Researchers at the University of Michigan's College of Engineering developed a coating that could be painted or sprayed on structures to sense their stability over time. It would allow inspectors to check for damage without physically examining a structure.
Today, inspectors rely heavily on their eyes to find weak points. Bridges are scrutinized every two years and if experts see red flags, they do more tests. Aircraft are routinely examined too, but scheduled check-ups might not catch all potential problems. Fissures or rusting could be happening beneath the surface as well, said Jerome Lynch, assistant professor in the U-M College of Engineering and lead author of a paper on the research. The paper was published online in the journal Nanotechnology.

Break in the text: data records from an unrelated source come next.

//! # Sprite Forge
//!
//! Turns a single character prompt into a multi-animation game sprite asset set: one
//! generated sheet per animation, sliced into frames, background removed, normalized onto a
//! fixed canvas, and re-assembled into sprite sheets, GIF previews, a combined sheet and
//! Phaser/Unity metadata.
//!
//! ## Architecture
//!
//! - `generator`: sources of raw, unsliced sheets (HTTP API or offline mock)
//! - `processing`: pure pixel transforms (background removal, normalization, assembly)
//!   and metadata emission
//! - `job`: job records, the injected store, artifact paths and the runner
//! - `config`: runtime configuration and style presets
//!
//! Grid inference and SIMD scaling live in the `sprite_slice` crate.
//!
//! ## Example
//!
//! ```rust,no_run
//! use std::sync::Arc;
//! use sprite_forge::generator::MockGenerator;
//! use sprite_forge::job::{ArtifactLayout, JobRequest, JobRunner};
//!
//! # async fn example() -> Result<(), Box<dyn std::error::Error>> {
//! let runner = JobRunner::builder()
//!     .with_generator(Arc::new(MockGenerator::new()))
//!     .with_layout(ArtifactLayout::new("outputs"))
//!     .build()?;
//!
//! let report = runner.generate(JobRequest::new("a knight in blue armor", "chibi")).await?;
//! println!("combined sheet at {}", report.combined_sheet);
//! # Ok(())
//! # }
//! ```

pub mod config;
pub mod error;
pub mod generator;
pub mod job;
pub mod logging;
pub mod processing;

pub use error::{
    ErrorContext, ErrorSeverity, HasRecoverySuggestion, HasSeverity, SpriteError, SpriteResult,
};
pub use job::{JobId, JobReport, JobRequest, JobRunner, JobStatus};
pub use logging::init_logging;
#[cfg(test)]
mod tests {
    use super::*;
    use crate::config::{AnimationSet, Preset};
    use crate::generator::MockGenerator;
    use async_trait::async_trait;
    use std::sync::Mutex;

    struct FailingGenerator;

    #[async_trait]
    impl SheetGenerator for FailingGenerator {
        fn name(&self) -> &str {
            "failing"
        }

        async fn generate_sheet(&self, request: &SheetRequest) -> SpriteResult<Vec<u8>> {
            if request.animation == "run" {
                Err(SpriteError::generator("failing", Some(503), "upstream busy"))
            } else {
                MockGenerator::new().generate_sheet(request).await
            }
        }
    }

    /// Records every status the runner passes through.
    #[derive(Default)]
    struct RecordingStore {
        inner: InMemoryJobStore,
        seen: Mutex<Vec<String>>,
    }

    impl JobStore for RecordingStore {
        fn get(&self, id: &JobId) -> Option<JobRecord> {
            self.inner.get(id)
        }

        fn put(&self, record: JobRecord) {
            self.inner.put(record)
        }

        fn update(&self, id: &JobId, f: &mut dyn FnMut(&mut JobRecord)) -> SpriteResult<JobRecord> {
            let record = self.inner.update(id, f)?;
            self.seen.lock().unwrap().push(record.status.to_string());
            Ok(record)
        }

        fn swap_status(
            &self,
            id: &JobId,
            expected: &JobStatus,
            next: JobStatus,
        ) -> SpriteResult<JobRecord> {
            let record = self.inner.swap_status(id, expected, next)?;
            self.seen.lock().unwrap().push(record.status.to_string());
            Ok(record)
        }
    }

    fn tiny_presets(dir: &Path) -> PresetStore {
        let store = PresetStore::new(Some(dir.to_path_buf()));
        store
            .save(&Preset {
                name: "tiny".to_string(),
                display_name: "Tiny".to_string(),
                description: String::new(),
                style: "pixel art".to_string(),
                medium: String::new(),
                canvas: (32, 32),
                color_scheme: String::new(),
                frame_rate: 10,
                frame_duration_ms: 100,
                animations: AnimationSet::from_iter([("idle", 2), ("run", 3)]),
            })
            .unwrap();
        store
    }

    fn runner(
        generator: Arc<dyn SheetGenerator>,
        store: Arc<dyn JobStore>,
        tmp: &Path,
    ) -> JobRunner {
        JobRunner::builder()
            .with_generator(generator)
            .with_store(store)
            .with_layout(ArtifactLayout::new(tmp.join("out")))
            .with_presets(tiny_presets(&tmp.join("presets")))
            .build()
            .unwrap()
    }

    #[test]
    fn test_builder_requires_generator() {
        let err = JobRunner::builder().build().err().unwrap();
        assert_eq!(err.category(), "config");
    }

    #[tokio::test]
    async fn test_state_machine_order() {
        let tmp = tempfile::tempdir().unwrap();
        let store = Arc::new(RecordingStore::default());
        let runner = runner(Arc::new(MockGenerator::new()), store.clone(), tmp.path());

        let report = runner
            .generate(JobRequest::new("a robot", "tiny"))
            .await
            .unwrap();
        assert_eq!(report.status, "completed");

        let seen = store.seen.lock().unwrap().clone();
        assert_eq!(
            seen,
            [
                "generating(idle)",
                "slicing(idle)",
                "assembling(idle)",
                "generating(run)",
                "slicing(run)",
                "assembling(run)",
                "combining",
                "emitting_metadata",
                "completed",
            ]
        );
    }

    #[tokio::test]
    async fn test_generator_failure_fails_job_and_cleans_up() {
        let tmp = tempfile::tempdir().unwrap();
        let store = Arc::new(InMemoryJobStore::new());
        let runner = runner(Arc::new(FailingGenerator), store.clone(), tmp.path());

        let id = runner.submit(JobRequest::new("a robot", "tiny")).unwrap();
        let err = runner.run(&id).await.unwrap_err();
        assert_eq!(err.category(), "generator");

        let record = store.get(&id).unwrap();
        match record.status {
            JobStatus::Failed { reason } => assert!(reason.contains("upstream busy")),
            other => panic!("unexpected status {other}"),
        }
        assert!(record.report.is_none());
        assert!(!runner.layout().job_dir(&id).exists());
    }

    #[tokio::test]
    async fn test_only_pending_jobs_run() {
        let tmp = tempfile::tempdir().unwrap();
        let runner = runner(
            Arc::new(MockGenerator::new()),
            Arc::new(InMemoryJobStore::new()),
            tmp.path(),
        );
        let id = runner.submit(JobRequest::new("a robot", "tiny")).unwrap();
        runner.run(&id).await.unwrap();

        let err = runner.run(&id).await.unwrap_err();
        assert_eq!(err.category(), "state");
        assert_eq!(runner.status(&id), Some(JobStatus::Completed));
        assert!(runner.layout().job_dir(&id).join("metadata.json").exists());

        let unknown = runner.run(&JobId::new()).await.unwrap_err();
        assert_eq!(unknown.category(), "validation");
    }

    #[tokio::test]
    async fn test_concurrent_runs_of_one_job_run_it_once() {
        let tmp = tempfile::tempdir().unwrap();
        let store = Arc::new(RecordingStore::default());
        let runner = runner(Arc::new(MockGenerator::new()), store.clone(), tmp.path());
        let id = runner.submit(JobRequest::new("a robot", "tiny")).unwrap();

        let (a, b) = tokio::join!(runner.run(&id), runner.run(&id));
        let (ok, err) = match (a, b) {
            (Ok(report), Err(e)) | (Err(e), Ok(report)) => (report, e),
            (a, b) => panic!("expected one run to win: {a:?} / {b:?}"),
        };
        assert_eq!(err.category(), "state");
        assert_eq!(ok.status, "completed");
        assert_eq!(runner.status(&id), Some(JobStatus::Completed));
        assert!(runner.layout().job_dir(&id).join("metadata.json").exists());

        let seen = store.seen.lock().unwrap().clone();
        assert_eq!(seen.iter().filter(|s| *s == "generating(idle)").count(), 1);
        assert_eq!(seen.iter().filter(|s| *s == "emitting_metadata").count(), 1);
    }

    /// Keeps the refinement of every sheet request it serves.
    #[derive(Default)]
    struct CapturingGenerator {
        refinements: Mutex<Vec<Option<String>>>,
    }

    #[async_trait]
    impl SheetGenerator for CapturingGenerator {
        fn name(&self) -> &str {
            "capturing"
        }

        async fn generate_sheet(&self, request: &SheetRequest) -> SpriteResult<Vec<u8>> {
            self.refinements
                .lock()
                .unwrap()
                .push(request.refinement.clone());
            MockGenerator::new().generate_sheet(request).await
        }
    }

    #[tokio::test]
    async fn test_refinement_reaches_every_sheet_request() {
        let tmp = tempfile::tempdir().unwrap();
        let generator = Arc::new(CapturingGenerator::default());
        let runner = runner(
            generator.clone(),
            Arc::new(InMemoryJobStore::new()),
            tmp.path(),
        );

        let request = JobRequest::new("a robot", "tiny").with_refinement("  keep the cape red ");
        runner.generate(request).await.unwrap();
        runner
            .generate(JobRequest::new("a robot", "tiny").with_refinement("   "))
            .await
            .unwrap();

        let seen = generator.refinements.lock().unwrap().clone();
        let cape = Some("keep the cape red".to_string());
        assert_eq!(seen, [cape.clone(), cape, None, None]);
    }

    #[tokio::test]
    async fn test_request_seed_overrides_default() {
        let tmp = tempfile::tempdir().unwrap();
        let store = Arc::new(InMemoryJobStore::new());
        let runner = runner(Arc::new(MockGenerator::new()), store.clone(), tmp.path());

        let default_id = runner.submit(JobRequest::new("a robot", "tiny")).unwrap();
        let seeded_id = runner
            .submit(JobRequest::new("a robot", "tiny").with_seed(7))
            .unwrap();
        assert_eq!(store.get(&default_id).unwrap().seed, 42);
        assert_eq!(store.get(&seeded_id).unwrap().seed, 7);
    }
}
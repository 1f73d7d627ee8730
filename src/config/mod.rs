//! # Configuration Module
//!
//! Runtime configuration for the forge process and the style preset store.

pub mod config;
pub mod presets;

pub use config::{BackgroundConfig, ForgeConfig, GeneratorConfig, LoggingConfig, MetadataConfig};
pub use presets::{AnimationSet, MAX_FRAME_COUNT, Preset, PresetStore, is_safe_name};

"Both corrosion and cracking are very serious issues for the more than 500,000 bridges in the United States," Lynch said. "The sensing skin would give bridge officials an unprecedented technology to track the evolution of corrosion and crack damage. It would revolutionize the way current bridge health assessment is conducted, resulting in dramatically safer structures and lower-cost inspection processes.
"This is really an automated technology requiring no human intervention to work," he said.
The sensing skin that Lynch and his colleagues created is an opaque, black material made of layers of polymers. Networks of carbon nanotubes run through the polymers. Carbon nanotubes are a fundamental building block of the nanotechnology revolution.
Each layer of the sensing skin can measure something different. One tests the pH level of the structure, which changes when corrosion is happening. Another layer registers cracks by actually cracking under the same conditions that the structure would.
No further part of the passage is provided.